DATA SHOWN ::

>>>>>

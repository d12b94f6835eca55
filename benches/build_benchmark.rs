//! Benchmarks for catalog build performance.
//!
//! Run with: cargo bench
//!
//! These benchmarks test the pipeline stages at various source sizes.

use airban::ingest::{AuthorityRow, TermRow};
use airban::reconcile::BuildOptions;
use criterion::{black_box, criterion_group, criterion_main, BenchmarkId, Criterion};

const LABELS: &[&str] = &[
    "액체/겔(gel)류 물질",
    "끝이 뾰족한 무기및 날카로운 물체",
    "둔기",
    "화기류, 총기류,무기류",
    "화학물질 및 유독성 물질",
    "폭발물과 인화성 물질",
];

/// Creates synthetic authority rows cycling through the label set.
fn create_authority_rows(count: usize) -> Vec<AuthorityRow> {
    (0..count)
        .map(|i| AuthorityRow {
            category_label: LABELS[i % LABELS.len()].to_string(),
            name_ko: format!("물품 {}", i),
            cabin: if i % 2 == 0 { "○" } else { "×" }.to_string(),
            checked: if i % 3 == 0 { "×" } else { "○" }.to_string(),
        })
        .collect()
}

/// Creates synthetic term rows, half of them matching authority names.
fn create_term_rows(count: usize) -> Vec<TermRow> {
    (0..count)
        .map(|i| TermRow {
            term_ko: if i % 2 == 0 {
                format!("물품 {}", i)
            } else {
                format!("검색어 {}", i)
            },
            term_en: format!("item {}", i),
            broad_category: "생활용품류".to_string(),
            search_count: (i % 100).to_string(),
        })
        .collect()
}

/// Benchmark join-key normalization.
fn bench_normalize_key(c: &mut Criterion) {
    c.bench_function("normalize_key", |b| {
        b.iter(|| airban::normalize_key(black_box("  \"액체/겔(Gel)류  물질\"  ")));
    });
}

/// Benchmark label classification.
fn bench_classify_primary(c: &mut Criterion) {
    c.bench_function("classify_primary", |b| {
        b.iter(|| airban::classify_primary(black_box("화학물질 및 유독성 물질")));
    });
}

/// Benchmark reconciliation at various source sizes.
fn bench_reconcile(c: &mut Criterion) {
    let mut group = c.benchmark_group("reconcile");
    let options = BuildOptions::default();

    for row_count in [100, 500, 1000].iter() {
        let authority = create_authority_rows(*row_count);
        let terms = create_term_rows(*row_count);

        group.bench_with_input(
            BenchmarkId::new("rows", row_count),
            &(authority, terms),
            |b, (authority, terms)| {
                b.iter(|| {
                    let _ = airban::reconcile(black_box(authority), black_box(terms), &options);
                });
            },
        );
    }

    group.finish();
}

/// Benchmark autocomplete index construction.
fn bench_autocomplete(c: &mut Criterion) {
    let mut group = c.benchmark_group("autocomplete");
    let options = BuildOptions::default();

    for row_count in [100, 1000].iter() {
        let authority = create_authority_rows(*row_count);
        let terms = create_term_rows(*row_count);
        let catalog = airban::reconcile(&authority, &terms, &options).unwrap();

        group.bench_with_input(
            BenchmarkId::new("rows", row_count),
            &(terms, catalog),
            |b, (terms, catalog)| {
                b.iter(|| {
                    let _ = airban::build_autocomplete(
                        black_box(terms),
                        black_box(catalog),
                        &options,
                    );
                });
            },
        );
    }

    group.finish();
}

criterion_group!(
    benches,
    bench_normalize_key,
    bench_classify_primary,
    bench_reconcile,
    bench_autocomplete,
);
criterion_main!(benches);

<<<<<

PROBLEM TO WORK ON ::
Review the preceding data and report every line that includes the string "usize".

ANSWER BELOW ::
fn create_authority_rows(count: usize) -> Vec<AuthorityRow> {
fn create_term_rows(count: usize) -> Vec<TermRow> {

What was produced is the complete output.